• **Dataset records**
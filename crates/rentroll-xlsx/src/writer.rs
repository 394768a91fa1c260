//! XLSX writer

use std::fs::File;
use std::io::{Seek, Write};
use std::path::Path;

use crate::error::{XlsxError, XlsxResult};
use crate::styles::XlsxStyleTable;
use rentroll_core::{CellAddress, CellValue, Workbook};

/// XLSX file writer
pub struct XlsxWriter;

impl XlsxWriter {
    /// Write a workbook to a file path
    pub fn write_file<P: AsRef<Path>>(workbook: &Workbook, path: P) -> XlsxResult<()> {
        let file = File::create(path)?;
        Self::write(workbook, file)
    }

    /// Write a workbook to a writer
    pub fn write<W: Write + Seek>(workbook: &Workbook, writer: W) -> XlsxResult<()> {
        let mut zip = zip::ZipWriter::new(writer);

        // Build a workbook-wide style table.
        let style_table = XlsxStyleTable::build(workbook);

        Self::write_content_types(&mut zip, workbook)?;
        Self::write_root_rels(&mut zip)?;
        Self::write_workbook_xml(&mut zip, workbook)?;
        Self::write_workbook_rels(&mut zip, workbook)?;
        Self::write_styles_xml(&mut zip, &style_table)?;

        for i in 0..workbook.sheet_count() {
            Self::write_worksheet(&mut zip, workbook, i, &style_table)?;
        }

        zip.finish()?;
        Ok(())
    }

    fn write_content_types<W: Write + Seek>(
        zip: &mut zip::ZipWriter<W>,
        workbook: &Workbook,
    ) -> XlsxResult<()> {
        let options = zip::write::SimpleFileOptions::default();
        zip.start_file("[Content_Types].xml", options)?;

        let mut content = String::from(
            r#"<?xml version="1.0" encoding="UTF-8" standalone="yes"?>
<Types xmlns="http://schemas.openxmlformats.org/package/2006/content-types">
    <Default Extension="rels" ContentType="application/vnd.openxmlformats-package.relationships+xml"/>
    <Default Extension="xml" ContentType="application/xml"/>
    <Override PartName="/xl/workbook.xml" ContentType="application/vnd.openxmlformats-officedocument.spreadsheetml.sheet.main+xml"/>
    <Override PartName="/xl/styles.xml" ContentType="application/vnd.openxmlformats-officedocument.spreadsheetml.styles+xml"/>"#,
        );

        for i in 0..workbook.sheet_count() {
            content.push_str(&format!(
                r#"
    <Override PartName="/xl/worksheets/sheet{}.xml" ContentType="application/vnd.openxmlformats-officedocument.spreadsheetml.worksheet+xml"/>"#,
                i + 1
            ));
        }

        content.push_str("\n</Types>");

        zip.write_all(content.as_bytes())?;
        Ok(())
    }

    fn write_root_rels<W: Write + Seek>(zip: &mut zip::ZipWriter<W>) -> XlsxResult<()> {
        let options = zip::write::SimpleFileOptions::default();
        zip.start_file("_rels/.rels", options)?;

        let content = r#"<?xml version="1.0" encoding="UTF-8" standalone="yes"?>
<Relationships xmlns="http://schemas.openxmlformats.org/package/2006/relationships">
    <Relationship Id="rId1" Type="http://schemas.openxmlformats.org/officeDocument/2006/relationships/officeDocument" Target="xl/workbook.xml"/>
</Relationships>"#;

        zip.write_all(content.as_bytes())?;
        Ok(())
    }

    fn write_workbook_xml<W: Write + Seek>(
        zip: &mut zip::ZipWriter<W>,
        workbook: &Workbook,
    ) -> XlsxResult<()> {
        let options = zip::write::SimpleFileOptions::default();
        zip.start_file("xl/workbook.xml", options)?;

        let mut content = String::from(
            r#"<?xml version="1.0" encoding="UTF-8" standalone="yes"?>
<workbook xmlns="http://schemas.openxmlformats.org/spreadsheetml/2006/main" xmlns:r="http://schemas.openxmlformats.org/officeDocument/2006/relationships">
    <sheets>"#,
        );

        for (i, sheet) in workbook.worksheets().enumerate() {
            content.push_str(&format!(
                r#"
        <sheet name="{}" sheetId="{}" r:id="rId{}"/>"#,
                Self::escape_xml(sheet.name()),
                i + 1,
                i + 1
            ));
        }

        content.push_str(
            r#"
    </sheets>
</workbook>"#,
        );

        zip.write_all(content.as_bytes())?;
        Ok(())
    }

    fn write_workbook_rels<W: Write + Seek>(
        zip: &mut zip::ZipWriter<W>,
        workbook: &Workbook,
    ) -> XlsxResult<()> {
        let options = zip::write::SimpleFileOptions::default();
        zip.start_file("xl/_rels/workbook.xml.rels", options)?;

        let mut content = String::from(
            r#"<?xml version="1.0" encoding="UTF-8" standalone="yes"?>
<Relationships xmlns="http://schemas.openxmlformats.org/package/2006/relationships">"#,
        );

        for i in 0..workbook.sheet_count() {
            content.push_str(&format!(
                r#"
    <Relationship Id="rId{}" Type="http://schemas.openxmlformats.org/officeDocument/2006/relationships/worksheet" Target="worksheets/sheet{}.xml"/>"#,
                i + 1,
                i + 1
            ));
        }

        let styles_rid = workbook.sheet_count() + 1;
        content.push_str(&format!(
            r#"
    <Relationship Id="rId{}" Type="http://schemas.openxmlformats.org/officeDocument/2006/relationships/styles" Target="styles.xml"/>"#,
            styles_rid
        ));

        content.push_str(
            r#"
 </Relationships>"#,
        );

        zip.write_all(content.as_bytes())?;
        Ok(())
    }

    fn write_styles_xml<W: Write + Seek>(
        zip: &mut zip::ZipWriter<W>,
        style_table: &XlsxStyleTable,
    ) -> XlsxResult<()> {
        let options = zip::write::SimpleFileOptions::default();
        zip.start_file("xl/styles.xml", options)?;
        let xml = style_table.to_styles_xml();
        zip.write_all(xml.as_bytes())?;
        Ok(())
    }

    fn write_worksheet<W: Write + Seek>(
        zip: &mut zip::ZipWriter<W>,
        workbook: &Workbook,
        index: usize,
        style_table: &XlsxStyleTable,
    ) -> XlsxResult<()> {
        let options = zip::write::SimpleFileOptions::default();
        zip.start_file(format!("xl/worksheets/sheet{}.xml", index + 1), options)?;

        let sheet = workbook
            .worksheet(index)
            .ok_or_else(|| XlsxError::InvalidFormat("Sheet not found".into()))?;

        let mut content = String::from(
            r#"<?xml version="1.0" encoding="UTF-8" standalone="yes"?>
<worksheet xmlns="http://schemas.openxmlformats.org/spreadsheetml/2006/main">"#,
        );

        // Custom column widths go before sheetData
        let widths = sheet.storage().custom_column_widths();
        if !widths.is_empty() {
            content.push_str("\n    <cols>");
            for (&col, &width) in widths {
                content.push_str(&format!(
                    "\n        <col min=\"{}\" max=\"{}\" width=\"{}\" customWidth=\"1\"/>",
                    col + 1,
                    col + 1,
                    width
                ));
            }
            content.push_str("\n    </cols>");
        }

        content.push_str("\n    <sheetData>");

        // Write cell data (sparse, row-major)
        let row_heights = sheet.storage().custom_row_heights();
        let mut current_row: Option<u32> = None;
        for (row, col, cell) in sheet.iter_cells() {
            if current_row != Some(row) {
                if current_row.is_some() {
                    content.push_str("\n        </row>");
                }
                let ht_attr = match row_heights.get(&row) {
                    Some(h) => format!(" ht=\"{}\" customHeight=\"1\"", h),
                    None => String::new(),
                };
                content.push_str(&format!("\n        <row r=\"{}\"{}>", row + 1, ht_attr));
                current_row = Some(row);
            }

            let cell_ref = CellAddress::new(row, col).to_a1_string();

            let xf_id = style_table.xf_id_for(index, cell.style_index);
            let style_attr = if xf_id != 0 {
                format!(" s=\"{}\"", xf_id)
            } else {
                String::new()
            };

            match &cell.value {
                CellValue::Number(n) => {
                    content.push_str(&format!(
                        "\n            <c r=\"{}\"{}><v>{}</v></c>",
                        cell_ref, style_attr, n
                    ));
                }
                CellValue::String(s) => {
                    content.push_str(&format!(
                        "\n            <c r=\"{}\"{} t=\"inlineStr\"><is><t>{}</t></is></c>",
                        cell_ref,
                        style_attr,
                        Self::escape_xml(s.as_str())
                    ));
                }
                CellValue::Boolean(b) => {
                    content.push_str(&format!(
                        "\n            <c r=\"{}\"{} t=\"b\"><v>{}</v></c>",
                        cell_ref,
                        style_attr,
                        if *b { 1 } else { 0 }
                    ));
                }
                CellValue::Empty => {
                    // Preserve style-only cells
                    if xf_id != 0 {
                        content.push_str(&format!(
                            "\n            <c r=\"{}\"{} />",
                            cell_ref, style_attr
                        ));
                    }
                }
            }
        }

        if current_row.is_some() {
            content.push_str("\n        </row>");
        }

        content.push_str("\n    </sheetData>");

        // Write merged cells (if any)
        let merged_regions = sheet.merged_regions();
        if !merged_regions.is_empty() {
            content.push_str(&format!(
                "\n    <mergeCells count=\"{}\">",
                merged_regions.len()
            ));
            for range in merged_regions {
                content.push_str(&format!("\n        <mergeCell ref=\"{}\"/>", range));
            }
            content.push_str("\n    </mergeCells>");
        }

        content.push_str("\n</worksheet>");

        zip.write_all(content.as_bytes())?;
        Ok(())
    }

    fn escape_xml(s: &str) -> String {
        s.replace('&', "&amp;")
            .replace('<', "&lt;")
            .replace('>', "&gt;")
            .replace('"', "&quot;")
            .replace('\'', "&apos;")
    }
}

• **Task statement**
Find every line above that includes the word "XlsxError" and report only how many there are.

• **The answer**
2